Lynn Shenk loved to foster cats. However, she could not let go of one of the kittens named Cricket. After the kitty was born, everything looked like it was progressing right on track. She was getting bigger.

Cricket was putting on weight in the appropriate increments. However, right around the 4th week, kittens usually start to walk and wander around. But Lynn couldn’t find that progress in Cricket.

She could not understand at first what was going wrong but soon concluded that it might be Cerebellar Hypoplasia (CH) or “wobbly syndrome.” CH is a neurological disorder that can affect dogs and kittens.

Cricket’s brain did not fully form the cerebellum, which was the primary reason for teaching the little kitten how to balance and coordinate her movement. So, Lynn made a wheelchair cart using a PVC pipe, hot glue, and a little towel. Unfortunately, the kitty would just freeze in it. Thus, Lynn built a second wheelchair out of kids’ toys. Unfortunately, that too did not work out.

Cricket was not in any kind of pain. She just thought that’s how life was – a little bit shaky. However, eating was definitely the most significant task CH affected because Cricket’s head was constantly wobbling, and she could not hold still.

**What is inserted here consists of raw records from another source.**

//! Data model shared across all pipeline stages.

use indexmap::IndexMap;
use serde::{Deserialize, Serialize};

/// An email message as handed to the pipeline by an external decoder.
///
/// `parser` and `error` are opaque passthrough tags set by the decoder that
/// produced this message; the pipeline never branches on them.
#[derive(Debug, Clone, PartialEq, Serialize, Deserialize)]
pub struct EmailMessage {
    pub source_path: String,
    pub subject: String,
    pub sender: String,
    #[serde(default)]
    pub recipients: Vec<String>,
    pub received_at: Option<String>,
    /// Populated only by decoders that distinguish "received" from "created"
    /// (e.g. PST archives). Unset otherwise.
    #[serde(default)]
    pub created_at: Option<String>,
    pub body: String,
    #[serde(default)]
    pub parser: String,
    #[serde(default)]
    pub error: Option<String>,
}

/// One opportunity block carved out of a message body by the splitter.
#[derive(Debug, Clone, PartialEq, Eq, Serialize, Deserialize)]
pub struct SplitBlock {
    pub text: String,
    pub start_line: usize,
    pub end_line: usize,
}

/// A single technology keyword found in a block.
#[derive(Debug, Clone, PartialEq, Eq, Serialize, Deserialize)]
pub struct KeywordMatch {
    pub keyword: String,
    pub category: String,
}

/// Result of localizing the job-description segment within a body.
#[derive(Debug, Clone, PartialEq, Serialize, Deserialize)]
pub struct SemanticResult {
    pub text: String,
    pub score: f32,
    pub start_line: Option<usize>,
    pub end_line: Option<usize>,
    pub matched: bool,
    pub line_scores: Vec<f32>,
}

impl SemanticResult {
    /// A result representing "nothing matched" (empty input, or scores below
    /// threshold).
    pub fn unmatched(line_scores: Vec<f32>) -> Self {
        Self {
            text: String::new(),
            score: 0.0,
            start_line: None,
            end_line: None,
            matched: false,
            line_scores,
        }
    }
}

/// One block enriched with keyword matches and classification labels.
#[derive(Debug, Clone, PartialEq, Eq, Serialize, Deserialize)]
pub struct AggregatedBlock {
    pub text: String,
    pub start_line: usize,
    pub end_line: usize,
    pub keywords: Vec<KeywordMatch>,
    pub classes: Vec<String>,
}

/// One keyword's rollup within a category.
#[derive(Debug, Clone, PartialEq, Serialize, Deserialize)]
pub struct KeywordCount {
    pub keyword: String,
    pub count: usize,
    pub ratio: f64,
}

/// One class's rollup across a set of blocks.
#[derive(Debug, Clone, PartialEq, Serialize, Deserialize)]
pub struct ClassCount {
    pub count: usize,
    pub ratio: f64,
}

/// `category -> keyword rollups` and `class -> class rollup`, plus the block
/// count they were computed over.
#[derive(Debug, Clone, Default, PartialEq, Serialize, Deserialize)]
pub struct Aggregation {
    pub blocks: Vec<AggregatedBlock>,
    pub keyword_summary: IndexMap<String, Vec<KeywordCount>>,
    pub class_summary: IndexMap<String, ClassCount>,
}

/// The full output for one input message.
#[derive(Debug, Clone, PartialEq, Serialize, Deserialize)]
pub struct PipelineResult {
    pub source_path: String,
    pub subject: String,
    pub semantic: Option<SemanticResult>,
    /// Convenience mirror of `aggregation.blocks`, matching this crate's
    /// external per-message output shape.
    pub blocks: Vec<AggregatedBlock>,
    pub aggregation: Aggregation,
    #[serde(skip_serializing_if = "Option::is_none")]
    pub error: Option<String>,
}

/// Run-level summary across every processed message.
#[derive(Debug, Clone, Default, PartialEq, Serialize, Deserialize)]
pub struct Summary {
    pub message_count: usize,
    pub block_count: usize,
    pub keyword_summary: IndexMap<String, Vec<KeywordCount>>,
    pub class_summary: IndexMap<String, ClassCount>,
}

/// Output of a full run over a batch of messages.
#[derive(Debug, Clone, Default, PartialEq, Serialize, Deserialize)]
pub struct RunResult {
    pub results: Vec<PipelineResult>,
    pub summary: Summary,
}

While she ate her food, the little one looked like a chicken pecking at her food. So, Lynn had to help the kitty. She held Cricket up and put her hand around the kitten’s chest.

As she grew stronger, Lynn tried different ways of helping her. First, she tried hydrotherapy with her. However, the best form of therapy for her was just playing. The kitty hated to be alone and always wanted her human to be by her side. Cricket was happy to have such a caring human around her who loved her a lot.